> [Task to complete]: Set down exactly the entries below, beginning at their first line and ending at the line with "static WHOLE_DURATION: LazyLock<Regex>".

= Beginning of Section =

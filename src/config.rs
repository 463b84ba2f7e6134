use crate::alert::DINGTALK_ROBOT_URL;
use crate::error::ConfigError;
use alloy_primitives::Address;
use clap::{ArgAction, Parser};
use regex::Regex;
use std::str::FromStr;
use std::sync::LazyLock;
use std::time::Duration;

static WHOLE_DURATION: LazyLock<Regex> = LazyLock::new(|| {
    Regex::new(r"^(?:(?:\d+(?:\.\d*)?|\.\d+)(?:ns|us|µs|μs|ms|s|m|h))+$")
        .expect("valid duration regex")
});

static DURATION_PART: LazyLock<Regex> = LazyLock::new(|| {
    Regex::new(r"(\d*)(?:\.(\d*))?(ns|us|µs|μs|ms|s|m|h)").expect("valid duration part regex")
});

#[derive(Parser, Debug, Clone)]
#[command(name = "balance-monitor")]
#[command(
    about = "Watch an ERC20 balance and alert a DingTalk robot above a threshold",
    long_about = None
)]
pub struct Args {
    /// JSON-RPC endpoint(s), comma separated; later ones are fallbacks
    #[arg(
        long,
        env = "MONITOR_NODE",
        value_delimiter = ',',
        default_value = "https://rpc.merlinchain.io/"
    )]
    pub node: Vec<String>,

    #[arg(
        long,
        env = "MONITOR_TOKEN",
        default_value = "0x967aEC3276b63c5E2262da9641DB9dbeBB07dC0d"
    )]
    pub token: String,

    #[arg(
        long,
        env = "MONITOR_ADDR",
        default_value = "0x25aB3Efd52e6470681CE037cD546Dc60726948D3"
    )]
    pub addr: String,

    #[arg(long, env = "MONITOR_ADDR_NAME", default_value = "Meson")]
    pub addr_name: String,

    #[arg(long, env = "MONITOR_THRESHOLD", default_value_t = 2000.0)]
    pub threshold: f64,

    /// Poll interval, e.g. `3s`, `500ms`, `1m30s`
    #[arg(long, env = "MONITOR_INTERVAL", default_value = "3s")]
    pub interval: String,

    #[arg(long, env = "MONITOR_DING_TOKEN", default_value = "")]
    pub ding_token: String,

    /// Log balances only, never notify
    #[arg(long, env = "MONITOR_MUTE")]
    pub mute: bool,

    /// Fractional digits shown in balances
    #[arg(long, env = "MONITOR_PRECISION", default_value_t = 2)]
    pub precision: usize,

    #[arg(long, env = "MONITOR_RPC_TIMEOUT", default_value = "10s")]
    pub rpc_timeout: String,

    #[arg(long, env = "MONITOR_WEBHOOK_TIMEOUT", default_value = "10s")]
    pub webhook_timeout: String,

    #[arg(long, env = "MONITOR_WEBHOOK_URL", default_value = DINGTALK_ROBOT_URL)]
    pub webhook_url: String,

    #[arg(
        long,
        env = "MONITOR_AT_ALL",
        default_value_t = true,
        action = ArgAction::Set
    )]
    pub at_all: bool,

    #[arg(long, env = "MONITOR_AT_MOBILES", value_delimiter = ',')]
    pub at_mobiles: Vec<String>,
}

#[derive(Debug, Clone)]
pub struct Config {
    pub node_urls: Vec<String>,
    pub token_address: Address,
    pub account_address: Address,
    pub account_alias: String,
    pub threshold: f64,
    pub interval: Duration,
    pub webhook_token: String,
    pub mute: bool,
    pub precision: usize,
    pub rpc_timeout: Duration,
    pub webhook_timeout: Duration,
    pub webhook_url: String,
    pub at_all: bool,
    pub at_mobiles: Vec<String>,
}

impl Config {
    pub fn from_env() -> Result<Self, ConfigError> {
        dotenv::dotenv().ok();
        Self::from_args(Args::parse())
    }

    pub fn from_args(args: Args) -> Result<Self, ConfigError> {
        if !args.mute && args.ding_token.trim().is_empty() {
            return Err(ConfigError::MissingWebhookToken);
        }

        let node_urls: Vec<String> = args
            .node
            .iter()
            .map(|url| url.trim().to_string())
            .filter(|url| !url.is_empty())
            .collect();
        if node_urls.is_empty() {
            return Err(ConfigError::NoNodeUrl);
        }

        if !args.threshold.is_finite() {
            return Err(ConfigError::InvalidThreshold(args.threshold.to_string()));
        }

        Ok(Config {
            node_urls,
            token_address: parse_address("token", &args.token)?,
            account_address: parse_address("account", &args.addr)?,
            account_alias: args.addr_name,
            threshold: args.threshold,
            interval: parse_positive_duration("interval", &args.interval)?,
            webhook_token: args.ding_token.trim().to_string(),
            mute: args.mute,
            precision: args.precision,
            rpc_timeout: parse_positive_duration("rpc timeout", &args.rpc_timeout)?,
            webhook_timeout: parse_positive_duration("webhook timeout", &args.webhook_timeout)?,
            webhook_url: args.webhook_url,
            at_all: args.at_all,
            at_mobiles: args
                .at_mobiles
                .into_iter()
                .map(|m| m.trim().to_string())
                .filter(|m| !m.is_empty())
                .collect(),
        })
    }
}

fn parse_address(field: &'static str, value: &str) -> Result<Address, ConfigError> {
    Address::from_str(value.trim()).map_err(|_| ConfigError::InvalidAddress {
        field,
        value: value.to_string(),
    })
}

fn parse_positive_duration(field: &'static str, value: &str) -> Result<Duration, ConfigError> {
    let duration = parse_duration(value)?;
    if duration.is_zero() {
        return Err(ConfigError::ZeroDuration(field));
    }
    Ok(duration)
}

/// Parses Go-style durations: a sequence of `<number><unit>` groups such as
/// `300ms`, `1.5h` or `2h45m`. A bare `0` is also accepted.
pub fn parse_duration(value: &str) -> Result<Duration, ConfigError> {
    let invalid = || ConfigError::InvalidDuration(value.to_string());
    let value = value.trim();
    if value == "0" {
        return Ok(Duration::ZERO);
    }

    if !WHOLE_DURATION.is_match(value) {
        return Err(invalid());
    }

    let mut total_nanos: u128 = 0;
    for captures in DURATION_PART.captures_iter(value) {
        let unit_nanos: u128 = match &captures[3] {
            "ns" => 1,
            "us" | "µs" | "μs" => 1_000,
            "ms" => 1_000_000,
            "s" => 1_000_000_000,
            "m" => 60_000_000_000,
            "h" => 3_600_000_000_000,
            _ => return Err(invalid()),
        };

        let int_digits = &captures[1];
        let int: u128 = if int_digits.is_empty() {
            0
        } else {
            int_digits.parse().map_err(|_| invalid())?
        };
        let mut nanos = int.checked_mul(unit_nanos).ok_or_else(invalid)?;

        if let Some(frac_digits) = captures
            .get(2)
            .map(|m| m.as_str())
            .filter(|f| !f.is_empty())
        {
            let scale = u32::try_from(frac_digits.len())
                .ok()
                .and_then(|len| 10u128.checked_pow(len))
                .ok_or_else(invalid)?;
            let frac: u128 = frac_digits.parse().map_err(|_| invalid())?;
            nanos += frac.checked_mul(unit_nanos).ok_or_else(invalid)? / scale;
        }

        total_nanos = total_nanos.checked_add(nanos).ok_or_else(invalid)?;
    }

    u64::try_from(total_nanos)
        .map(Duration::from_nanos)
        .map_err(|_| invalid())
}

#[cfg(test)]
mod tests {
    use super::*;
    use pretty_assertions::assert_eq;

    fn args(extra: &[&str]) -> Args {
        let mut argv = vec!["balance-monitor"];
        argv.extend_from_slice(extra);
        Args::try_parse_from(argv).unwrap()
    }

    #[test]
    fn parses_go_style_durations() {
        assert_eq!(parse_duration("3s").unwrap(), Duration::from_secs(3));
        assert_eq!(parse_duration("500ms"), Ok(Duration::from_millis(500)));
        assert_eq!(parse_duration("1m30s").unwrap(), Duration::from_secs(90));
        assert_eq!(parse_duration("1.5s"), Ok(Duration::from_millis(1500)));
        assert_eq!(parse_duration("2h").unwrap(), Duration::from_secs(7200));
        assert_eq!(parse_duration("0").unwrap(), Duration::ZERO);
    }

    #[test]
    fn rejects_malformed_durations() {
        for bad in ["", "3", "s", "3x", "-3s", "3 s", "1m30"] {
            assert_eq!(
                parse_duration(bad),
                Err(ConfigError::InvalidDuration(bad.to_string())),
                "{bad:?}"
            );
        }
    }

    #[test]
    fn duration_patterns_are_shared_across_calls() {
        assert!(WHOLE_DURATION.is_match("1h2m3s4ms5us6ns"));
        assert!(!WHOLE_DURATION.is_match("1h 2m"));
        assert_eq!(DURATION_PART.captures_iter("1h2m3.5s").count(), 3);

        for _ in 0..1_000 {
            assert_eq!(parse_duration("1m30s").unwrap(), Duration::from_secs(90));
        }
        assert_eq!(
            parse_duration("1h2m3s4ms5us6ns").unwrap(),
            Duration::new(3723, 4_005_006)
        );
        assert_eq!(parse_duration(".5s").unwrap(), Duration::from_millis(500));
    }

    #[test]
    fn defaults_match_deployment() {
        let config = Config::from_args(args(&["--ding-token", "secret"])).unwrap();

        assert_eq!(
            config.node_urls,
            vec!["https://rpc.merlinchain.io/".to_string()]
        );
        assert_eq!(
            config.token_address,
            Address::from_str("0x967aEC3276b63c5E2262da9641DB9dbeBB07dC0d").unwrap()
        );
        assert_eq!(config.account_alias, "Meson");
        assert_eq!(config.threshold, 2000.0);
        assert_eq!(config.interval, Duration::from_secs(3));
        assert_eq!(config.precision, 2);
        assert!(config.at_all);
        assert!(config.at_mobiles.is_empty());
        assert!(!config.mute);
    }

    #[test]
    fn webhook_token_required_unless_muted() {
        assert_eq!(
            Config::from_args(args(&[])).err(),
            Some(ConfigError::MissingWebhookToken)
        );
        assert_eq!(
            Config::from_args(args(&["--ding-token", "   "])).err(),
            Some(ConfigError::MissingWebhookToken)
        );
        assert!(Config::from_args(args(&["--mute"])).is_ok());
    }

    #[test]
    fn rejects_bad_inputs() {
        assert!(matches!(
            Config::from_args(args(&["--mute", "--token", "0x1234"])),
            Err(ConfigError::InvalidAddress { field: "token", .. })
        ));
        assert_eq!(
            Config::from_args(args(&["--mute", "--interval", "soon"])).err(),
            Some(ConfigError::InvalidDuration("soon".to_string()))
        );
        assert_eq!(
            Config::from_args(args(&["--mute", "--interval", "0s"])).err(),
            Some(ConfigError::ZeroDuration("interval"))
        );
        assert!(matches!(
            Config::from_args(args(&["--mute", "--threshold", "NaN"])),
            Err(ConfigError::InvalidThreshold(_))
        ));
    }

    #[test]
    fn splits_lists() {
        let config = Config::from_args(args(&[
            "--mute",
            "--node",
            "http://a:8545,http://b:8545",
            "--at-all",
            "false",
            "--at-mobiles",
            "138, 139",
        ]))
        .unwrap();

        assert_eq!(config.node_urls, vec!["http://a:8545", "http://b:8545"]);
        assert!(!config.at_all);
        assert_eq!(config.at_mobiles, vec!["138", "139"]);
    }
}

= End of Section =

> [Written solution]:
filename src/config.rs
repository 463b84ba2f7e6134
use crate::alert::DINGTALK_ROBOT_URL;
use crate::error::ConfigError;
use alloy_primitives::Address;
use clap::{ArgAction, Parser};
use regex::Regex;
use std::str::FromStr;
use std::sync::LazyLock;
use std::time::Duration;

static WHOLE_DURATION: LazyLock<Regex> = LazyLock::new(|| {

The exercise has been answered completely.